Exercise details: Within the records, which lines hold the string "const"? Report each one by copying it.

Source data:
--- START ---

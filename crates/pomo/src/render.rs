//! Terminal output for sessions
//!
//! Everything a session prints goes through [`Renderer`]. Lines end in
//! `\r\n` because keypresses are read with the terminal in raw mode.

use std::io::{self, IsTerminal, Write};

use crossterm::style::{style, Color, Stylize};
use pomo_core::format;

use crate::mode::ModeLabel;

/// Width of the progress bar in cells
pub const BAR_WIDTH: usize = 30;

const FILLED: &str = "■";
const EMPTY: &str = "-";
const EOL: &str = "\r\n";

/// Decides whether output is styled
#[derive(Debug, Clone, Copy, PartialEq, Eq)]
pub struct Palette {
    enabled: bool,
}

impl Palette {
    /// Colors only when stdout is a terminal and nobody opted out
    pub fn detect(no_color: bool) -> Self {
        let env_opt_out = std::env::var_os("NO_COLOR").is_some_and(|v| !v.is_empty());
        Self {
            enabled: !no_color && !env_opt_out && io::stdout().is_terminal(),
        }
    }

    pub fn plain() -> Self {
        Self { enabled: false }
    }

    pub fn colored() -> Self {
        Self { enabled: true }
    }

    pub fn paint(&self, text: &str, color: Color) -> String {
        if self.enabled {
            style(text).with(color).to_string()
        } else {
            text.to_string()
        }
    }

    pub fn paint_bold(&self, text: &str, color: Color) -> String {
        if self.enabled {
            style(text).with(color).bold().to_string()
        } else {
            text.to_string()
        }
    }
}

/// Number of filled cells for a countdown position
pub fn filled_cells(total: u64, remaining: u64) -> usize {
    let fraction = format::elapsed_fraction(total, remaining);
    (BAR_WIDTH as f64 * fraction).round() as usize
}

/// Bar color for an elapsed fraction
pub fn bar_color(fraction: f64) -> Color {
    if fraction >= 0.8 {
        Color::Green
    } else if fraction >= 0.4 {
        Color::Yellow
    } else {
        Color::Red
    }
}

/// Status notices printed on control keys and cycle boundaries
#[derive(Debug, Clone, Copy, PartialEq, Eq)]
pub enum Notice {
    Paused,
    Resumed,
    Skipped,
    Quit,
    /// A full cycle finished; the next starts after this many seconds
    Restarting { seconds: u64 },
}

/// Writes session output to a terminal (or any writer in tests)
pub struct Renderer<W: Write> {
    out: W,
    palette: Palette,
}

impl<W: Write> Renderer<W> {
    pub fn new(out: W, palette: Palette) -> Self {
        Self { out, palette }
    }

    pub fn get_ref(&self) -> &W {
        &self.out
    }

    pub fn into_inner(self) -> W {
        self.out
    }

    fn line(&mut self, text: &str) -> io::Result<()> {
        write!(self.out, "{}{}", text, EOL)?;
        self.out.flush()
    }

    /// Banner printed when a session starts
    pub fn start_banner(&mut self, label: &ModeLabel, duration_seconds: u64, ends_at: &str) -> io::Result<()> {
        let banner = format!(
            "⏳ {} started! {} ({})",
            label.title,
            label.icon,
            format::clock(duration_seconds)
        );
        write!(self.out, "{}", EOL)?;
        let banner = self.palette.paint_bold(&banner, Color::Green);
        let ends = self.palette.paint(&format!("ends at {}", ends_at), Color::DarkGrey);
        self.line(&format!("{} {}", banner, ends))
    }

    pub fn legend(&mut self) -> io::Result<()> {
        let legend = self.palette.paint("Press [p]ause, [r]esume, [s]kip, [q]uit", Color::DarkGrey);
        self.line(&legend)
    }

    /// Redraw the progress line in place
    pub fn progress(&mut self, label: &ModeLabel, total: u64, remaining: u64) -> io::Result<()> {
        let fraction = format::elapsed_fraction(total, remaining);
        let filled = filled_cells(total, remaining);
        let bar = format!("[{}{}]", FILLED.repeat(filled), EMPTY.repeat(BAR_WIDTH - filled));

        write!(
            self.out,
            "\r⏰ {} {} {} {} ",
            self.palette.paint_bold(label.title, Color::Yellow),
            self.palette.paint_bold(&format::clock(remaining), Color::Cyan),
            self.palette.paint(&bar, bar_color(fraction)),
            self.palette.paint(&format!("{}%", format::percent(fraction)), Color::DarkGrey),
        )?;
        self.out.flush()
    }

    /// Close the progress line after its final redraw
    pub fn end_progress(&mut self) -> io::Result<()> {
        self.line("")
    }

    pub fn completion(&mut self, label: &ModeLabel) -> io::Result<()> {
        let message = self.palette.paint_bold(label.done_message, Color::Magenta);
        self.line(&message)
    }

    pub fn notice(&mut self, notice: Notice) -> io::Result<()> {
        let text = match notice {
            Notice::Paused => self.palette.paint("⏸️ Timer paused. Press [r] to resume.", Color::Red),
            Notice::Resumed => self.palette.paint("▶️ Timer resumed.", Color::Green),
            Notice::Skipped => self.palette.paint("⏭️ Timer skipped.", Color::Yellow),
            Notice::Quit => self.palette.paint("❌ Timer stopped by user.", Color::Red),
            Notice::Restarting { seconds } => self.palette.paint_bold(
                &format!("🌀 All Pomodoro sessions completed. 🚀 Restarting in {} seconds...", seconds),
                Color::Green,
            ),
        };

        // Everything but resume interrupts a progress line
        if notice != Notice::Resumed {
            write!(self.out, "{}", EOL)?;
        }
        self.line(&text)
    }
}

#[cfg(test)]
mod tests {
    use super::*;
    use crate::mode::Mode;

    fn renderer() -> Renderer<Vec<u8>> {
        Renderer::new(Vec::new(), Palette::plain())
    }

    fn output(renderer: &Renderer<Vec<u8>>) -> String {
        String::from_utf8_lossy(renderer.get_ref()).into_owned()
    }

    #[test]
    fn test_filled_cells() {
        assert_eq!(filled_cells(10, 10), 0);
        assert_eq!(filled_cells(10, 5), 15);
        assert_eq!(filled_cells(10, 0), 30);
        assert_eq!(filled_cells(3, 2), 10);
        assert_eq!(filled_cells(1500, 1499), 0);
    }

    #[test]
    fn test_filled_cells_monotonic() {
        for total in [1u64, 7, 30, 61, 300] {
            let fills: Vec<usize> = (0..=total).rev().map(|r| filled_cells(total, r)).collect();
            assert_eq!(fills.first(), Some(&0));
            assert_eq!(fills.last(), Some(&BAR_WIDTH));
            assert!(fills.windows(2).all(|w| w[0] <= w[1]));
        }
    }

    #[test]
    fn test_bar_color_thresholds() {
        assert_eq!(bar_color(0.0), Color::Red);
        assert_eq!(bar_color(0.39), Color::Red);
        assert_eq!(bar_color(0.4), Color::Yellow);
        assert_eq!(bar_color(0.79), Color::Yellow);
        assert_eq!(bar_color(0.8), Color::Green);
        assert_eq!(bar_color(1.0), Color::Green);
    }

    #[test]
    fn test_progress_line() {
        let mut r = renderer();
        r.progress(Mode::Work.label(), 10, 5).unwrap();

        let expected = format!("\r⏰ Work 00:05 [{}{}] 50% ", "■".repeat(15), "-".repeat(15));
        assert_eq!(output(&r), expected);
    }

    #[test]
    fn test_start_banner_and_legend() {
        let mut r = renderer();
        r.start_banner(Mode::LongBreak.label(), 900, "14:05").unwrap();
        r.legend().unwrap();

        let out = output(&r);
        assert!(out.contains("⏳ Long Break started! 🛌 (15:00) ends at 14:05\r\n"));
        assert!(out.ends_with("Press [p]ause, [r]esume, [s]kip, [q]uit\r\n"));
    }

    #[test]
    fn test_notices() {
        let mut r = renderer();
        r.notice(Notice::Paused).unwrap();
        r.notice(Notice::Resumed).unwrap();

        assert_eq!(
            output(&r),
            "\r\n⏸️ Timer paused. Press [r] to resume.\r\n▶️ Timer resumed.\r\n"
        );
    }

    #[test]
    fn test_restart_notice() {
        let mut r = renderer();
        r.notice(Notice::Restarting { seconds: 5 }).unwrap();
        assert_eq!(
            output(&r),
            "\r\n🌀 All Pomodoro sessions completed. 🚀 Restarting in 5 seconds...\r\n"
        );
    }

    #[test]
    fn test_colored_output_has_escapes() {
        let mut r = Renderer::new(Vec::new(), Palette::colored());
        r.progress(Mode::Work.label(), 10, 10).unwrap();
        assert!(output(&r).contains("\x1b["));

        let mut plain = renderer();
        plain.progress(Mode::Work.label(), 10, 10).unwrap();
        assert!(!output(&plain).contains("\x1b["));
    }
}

--- END ---

Response to this exercise:
pub const BAR_WIDTH: usize = 30;
const FILLED: &str = "■";
const EMPTY: &str = "-";
const EOL: &str = "\r\n";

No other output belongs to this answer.